## [Task objective]
Every record here must be set down once more, precisely as it reads.

━━━

//! Point-to-point cross-process channel over two named OS resources: a
//! shared memory segment carrying one fixed-size payload and a binary
//! signal announcing "new data available".
//!
//! The publisher creates both resources and owns them; a subscriber opens
//! them by name, retrying until the publisher is up, then blocks on the
//! signal and reads the payload through a scoped view. One publisher, one
//! subscriber; payload types must be [`bytemuck::Pod`].

pub mod config;
pub mod errors;
pub mod names;
pub mod publisher;
pub mod segment;
pub mod signal;
pub mod subscriber;
#[cfg(test)]
pub(crate) mod test_support;
pub mod view;

pub use config::{
    PublisherConfig, SegmentCreateConfig, SegmentOpenConfig, SignalCreateConfig, SignalOpenConfig,
    SubscriberConfig, ViewAccess, ViewConfig,
};
pub use errors::ChannelError;
pub use names::Namespace;
pub use publisher::Publisher;
pub use signal::SignalWait;
pub use subscriber::{ConnectionState, Subscriber};
pub use view::PayloadView;
pub const DIGITS_PER_UNIT: usize = 4;
pub const UNIT_BYTES: usize = 5; // 4 tubes x 10 cathodes = 40 register outputs
pub const MAX_VALUE: u16 = 9999;
pub const MASK_ALL: u8 = 0b1111;
pub const PATTERN_MASK: u16 = 0b11_1111_1111; // 10 bits

pub const BLANK: u8 = 10;
pub const DEFAULT_BLANK_WORD: u16 = 0x7000;
pub const DEFAULT_BRIGHTNESS: u8 = 0x40;

// cathode order on the board, bit 9 down to bit 0: 7 6 1 8 3 2 5 4 0 9
pub const DIGIT_PATTERNS: [u16; 11] = [
    0b00_0000_0010, // 0
    0b00_1000_0000, // 1
    0b00_0001_0000, // 2
    0b00_0010_0000, // 3
    0b00_0000_0100, // 4
    0b00_0000_1000, // 5
    0b01_0000_0000, // 6
    0b10_0000_0000, // 7
    0b00_0100_0000, // 8
    0b00_0000_0001, // 9
    0b00_0000_0000, // blank
];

━━━

## [Answer box]
//! Point-to-point cross-process channel over two named OS resources: a
//! shared memory segment carrying one fixed-size payload and a binary
//! signal announcing "new data available".
//!
//! The publisher creates both resources and owns them; a subscriber opens
//! them by name, retrying until the publisher is up, then blocks on the
//! signal and reads the payload through a scoped view. One publisher, one
//! subscriber; payload types must be [`bytemuck::Pod`].

pub mod config;
pub mod errors;
pub mod names;
pub mod publisher;
pub mod segment;
pub mod signal;
pub mod subscriber;
#[cfg(test)]
pub(crate) mod test_support;
pub mod view;

pub use config::{
    PublisherConfig, SegmentCreateConfig, SegmentOpenConfig, SignalCreateConfig, SignalOpenConfig,
    SubscriberConfig, ViewAccess, ViewConfig,
};
pub use errors::ChannelError;
pub use names::Namespace;
pub use publisher::Publisher;
pub use signal::SignalWait;
pub use subscriber::{ConnectionState, Subscriber};
pub use view::PayloadView;
pub const DIGITS_PER_UNIT: usize = 4;
pub const UNIT_BYTES: usize = 5; // 4 tubes x 10 cathodes = 40 register outputs
pub const MAX_VALUE: u16 = 9999;
pub const MASK_ALL: u8 = 0b1111;
pub const PATTERN_MASK: u16 = 0b11_1111_1111; // 10 bits

pub const BLANK: u8 = 10;
pub const DEFAULT_BLANK_WORD: u16 = 0x7000;
pub const DEFAULT_BRIGHTNESS: u8 = 0x40;

// cathode order on the board, bit 9 down to bit 0: 7 6 1 8 3 2 5 4 0 9
pub const DIGIT_PATTERNS: [u16; 11] = [
    0b00_0000_0010, // 0
    0b00_1000_0000, // 1
    0b00_0001_0000, // 2
    0b00_0010_0000, // 3
    0b00_0000_0100, // 4
    0b00_0000_1000, // 5
    0b01_0000_0000, // 6
    0b10_0000_0000, // 7
    0b00_0100_0000, // 8
    0b00_0000_0001, // 9
    0b00_0000_0000, // blank
];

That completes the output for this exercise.